» **EXERCISE DESCRIPTION**: Each record that follows is to be output in full, precisely as written.

» **RECORDS FOR THIS EXERCISE**:
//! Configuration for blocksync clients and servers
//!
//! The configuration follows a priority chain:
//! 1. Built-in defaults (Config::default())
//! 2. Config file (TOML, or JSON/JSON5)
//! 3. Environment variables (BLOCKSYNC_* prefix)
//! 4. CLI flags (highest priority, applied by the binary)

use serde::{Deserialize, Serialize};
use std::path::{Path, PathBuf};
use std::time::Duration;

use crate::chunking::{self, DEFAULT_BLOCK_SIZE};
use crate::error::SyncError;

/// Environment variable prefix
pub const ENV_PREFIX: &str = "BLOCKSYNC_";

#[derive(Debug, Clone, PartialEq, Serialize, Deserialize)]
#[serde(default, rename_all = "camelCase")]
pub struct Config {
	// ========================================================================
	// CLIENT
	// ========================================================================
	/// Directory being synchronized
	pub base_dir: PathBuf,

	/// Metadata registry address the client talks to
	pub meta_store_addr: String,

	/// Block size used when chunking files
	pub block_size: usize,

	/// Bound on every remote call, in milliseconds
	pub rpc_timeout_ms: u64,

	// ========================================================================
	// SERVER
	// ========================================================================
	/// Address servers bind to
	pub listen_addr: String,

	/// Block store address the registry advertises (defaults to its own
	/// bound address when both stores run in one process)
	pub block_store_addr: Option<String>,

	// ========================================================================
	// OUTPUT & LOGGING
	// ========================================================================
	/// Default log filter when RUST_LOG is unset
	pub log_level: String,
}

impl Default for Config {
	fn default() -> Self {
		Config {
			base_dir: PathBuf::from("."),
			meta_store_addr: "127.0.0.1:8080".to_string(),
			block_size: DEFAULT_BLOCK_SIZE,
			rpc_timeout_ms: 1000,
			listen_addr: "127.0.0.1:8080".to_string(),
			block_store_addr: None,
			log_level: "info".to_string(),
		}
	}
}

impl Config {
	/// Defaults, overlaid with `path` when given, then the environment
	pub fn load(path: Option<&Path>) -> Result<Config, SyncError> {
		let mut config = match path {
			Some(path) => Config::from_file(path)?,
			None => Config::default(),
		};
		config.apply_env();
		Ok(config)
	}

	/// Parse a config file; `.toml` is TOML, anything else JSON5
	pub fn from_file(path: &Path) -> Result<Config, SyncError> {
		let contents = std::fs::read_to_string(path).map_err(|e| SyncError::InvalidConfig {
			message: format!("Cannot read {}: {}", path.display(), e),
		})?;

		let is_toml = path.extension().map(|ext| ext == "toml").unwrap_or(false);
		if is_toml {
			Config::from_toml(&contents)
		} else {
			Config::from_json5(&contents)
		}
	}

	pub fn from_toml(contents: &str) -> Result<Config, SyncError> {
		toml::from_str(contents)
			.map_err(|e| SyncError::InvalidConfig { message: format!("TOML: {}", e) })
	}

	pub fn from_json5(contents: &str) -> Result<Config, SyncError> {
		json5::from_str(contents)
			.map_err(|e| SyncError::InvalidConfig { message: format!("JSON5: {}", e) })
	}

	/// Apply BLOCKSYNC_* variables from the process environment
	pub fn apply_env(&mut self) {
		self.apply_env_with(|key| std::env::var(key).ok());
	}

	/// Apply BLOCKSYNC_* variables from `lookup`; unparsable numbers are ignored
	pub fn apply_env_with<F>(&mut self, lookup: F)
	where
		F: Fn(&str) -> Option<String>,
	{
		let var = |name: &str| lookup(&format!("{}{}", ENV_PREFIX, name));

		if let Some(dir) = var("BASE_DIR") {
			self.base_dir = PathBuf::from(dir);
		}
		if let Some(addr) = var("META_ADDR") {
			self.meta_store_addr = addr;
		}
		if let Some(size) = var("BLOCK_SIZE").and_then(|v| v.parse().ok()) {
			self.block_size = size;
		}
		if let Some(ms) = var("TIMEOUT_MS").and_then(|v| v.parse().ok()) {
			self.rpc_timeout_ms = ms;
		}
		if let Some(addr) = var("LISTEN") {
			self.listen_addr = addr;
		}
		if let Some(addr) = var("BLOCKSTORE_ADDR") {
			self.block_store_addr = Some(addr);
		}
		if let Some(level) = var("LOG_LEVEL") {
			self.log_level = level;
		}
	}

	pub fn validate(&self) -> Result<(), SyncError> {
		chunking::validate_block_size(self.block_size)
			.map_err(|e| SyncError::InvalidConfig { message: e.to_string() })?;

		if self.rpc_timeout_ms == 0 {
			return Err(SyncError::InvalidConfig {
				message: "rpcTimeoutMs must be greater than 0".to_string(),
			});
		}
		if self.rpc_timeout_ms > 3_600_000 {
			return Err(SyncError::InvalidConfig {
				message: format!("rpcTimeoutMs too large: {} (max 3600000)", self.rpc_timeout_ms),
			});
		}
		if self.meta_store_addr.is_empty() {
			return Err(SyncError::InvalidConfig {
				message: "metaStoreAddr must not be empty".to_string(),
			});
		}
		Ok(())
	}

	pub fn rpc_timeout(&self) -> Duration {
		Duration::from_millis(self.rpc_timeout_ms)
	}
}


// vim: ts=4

» **RESULT FOR THIS TASK**:
//! Configuration for blocksync clients and servers
//!
//! The configuration follows a priority chain:
//! 1. Built-in defaults (Config::default())
//! 2. Config file (TOML, or JSON/JSON5)
//! 3. Environment variables (BLOCKSYNC_* prefix)
//! 4. CLI flags (highest priority, applied by the binary)

use serde::{Deserialize, Serialize};
use std::path::{Path, PathBuf};
use std::time::Duration;

use crate::chunking::{self, DEFAULT_BLOCK_SIZE};
use crate::error::SyncError;

/// Environment variable prefix
pub const ENV_PREFIX: &str = "BLOCKSYNC_";

#[derive(Debug, Clone, PartialEq, Serialize, Deserialize)]
#[serde(default, rename_all = "camelCase")]
pub struct Config {
	// ========================================================================
	// CLIENT
	// ========================================================================
	/// Directory being synchronized
	pub base_dir: PathBuf,

	/// Metadata registry address the client talks to
	pub meta_store_addr: String,

	/// Block size used when chunking files
	pub block_size: usize,

	/// Bound on every remote call, in milliseconds
	pub rpc_timeout_ms: u64,

	// ========================================================================
	// SERVER
	// ========================================================================
	/// Address servers bind to
	pub listen_addr: String,

	/// Block store address the registry advertises (defaults to its own
	/// bound address when both stores run in one process)
	pub block_store_addr: Option<String>,

	// ========================================================================
	// OUTPUT & LOGGING
	// ========================================================================
	/// Default log filter when RUST_LOG is unset
	pub log_level: String,
}

impl Default for Config {
	fn default() -> Self {
		Config {
			base_dir: PathBuf::from("."),
			meta_store_addr: "127.0.0.1:8080".to_string(),
			block_size: DEFAULT_BLOCK_SIZE,
			rpc_timeout_ms: 1000,
			listen_addr: "127.0.0.1:8080".to_string(),
			block_store_addr: None,
			log_level: "info".to_string(),
		}
	}
}

impl Config {
	/// Defaults, overlaid with `path` when given, then the environment
	pub fn load(path: Option<&Path>) -> Result<Config, SyncError> {
		let mut config = match path {
			Some(path) => Config::from_file(path)?,
			None => Config::default(),
		};
		config.apply_env();
		Ok(config)
	}

	/// Parse a config file; `.toml` is TOML, anything else JSON5
	pub fn from_file(path: &Path) -> Result<Config, SyncError> {
		let contents = std::fs::read_to_string(path).map_err(|e| SyncError::InvalidConfig {
			message: format!("Cannot read {}: {}", path.display(), e),
		})?;

		let is_toml = path.extension().map(|ext| ext == "toml").unwrap_or(false);
		if is_toml {
			Config::from_toml(&contents)
		} else {
			Config::from_json5(&contents)
		}
	}

	pub fn from_toml(contents: &str) -> Result<Config, SyncError> {
		toml::from_str(contents)
			.map_err(|e| SyncError::InvalidConfig { message: format!("TOML: {}", e) })
	}

	pub fn from_json5(contents: &str) -> Result<Config, SyncError> {
		json5::from_str(contents)
			.map_err(|e| SyncError::InvalidConfig { message: format!("JSON5: {}", e) })
	}

	/// Apply BLOCKSYNC_* variables from the process environment
	pub fn apply_env(&mut self) {
		self.apply_env_with(|key| std::env::var(key).ok());
	}

	/// Apply BLOCKSYNC_* variables from `lookup`; unparsable numbers are ignored
	pub fn apply_env_with<F>(&mut self, lookup: F)
	where
		F: Fn(&str) -> Option<String>,
	{
		let var = |name: &str| lookup(&format!("{}{}", ENV_PREFIX, name));

		if let Some(dir) = var("BASE_DIR") {
			self.base_dir = PathBuf::from(dir);
		}
		if let Some(addr) = var("META_ADDR") {
			self.meta_store_addr = addr;
		}
		if let Some(size) = var("BLOCK_SIZE").and_then(|v| v.parse().ok()) {
			self.block_size = size;
		}
		if let Some(ms) = var("TIMEOUT_MS").and_then(|v| v.parse().ok()) {
			self.rpc_timeout_ms = ms;
		}
		if let Some(addr) = var("LISTEN") {
			self.listen_addr = addr;
		}
		if let Some(addr) = var("BLOCKSTORE_ADDR") {
			self.block_store_addr = Some(addr);
		}
		if let Some(level) = var("LOG_LEVEL") {
			self.log_level = level;
		}
	}

	pub fn validate(&self) -> Result<(), SyncError> {
		chunking::validate_block_size(self.block_size)
			.map_err(|e| SyncError::InvalidConfig { message: e.to_string() })?;

		if self.rpc_timeout_ms == 0 {
			return Err(SyncError::InvalidConfig {
				message: "rpcTimeoutMs must be greater than 0".to_string(),
			});
		}
		if self.rpc_timeout_ms > 3_600_000 {
			return Err(SyncError::InvalidConfig {
				message: format!("rpcTimeoutMs too large: {} (max 3600000)", self.rpc_timeout_ms),
			});
		}
		if self.meta_store_addr.is_empty() {
			return Err(SyncError::InvalidConfig {
				message: "metaStoreAddr must not be empty".to_string(),
			});
		}
		Ok(())
	}

	pub fn rpc_timeout(&self) -> Duration {
		Duration::from_millis(self.rpc_timeout_ms)
	}
}


// vim: ts=4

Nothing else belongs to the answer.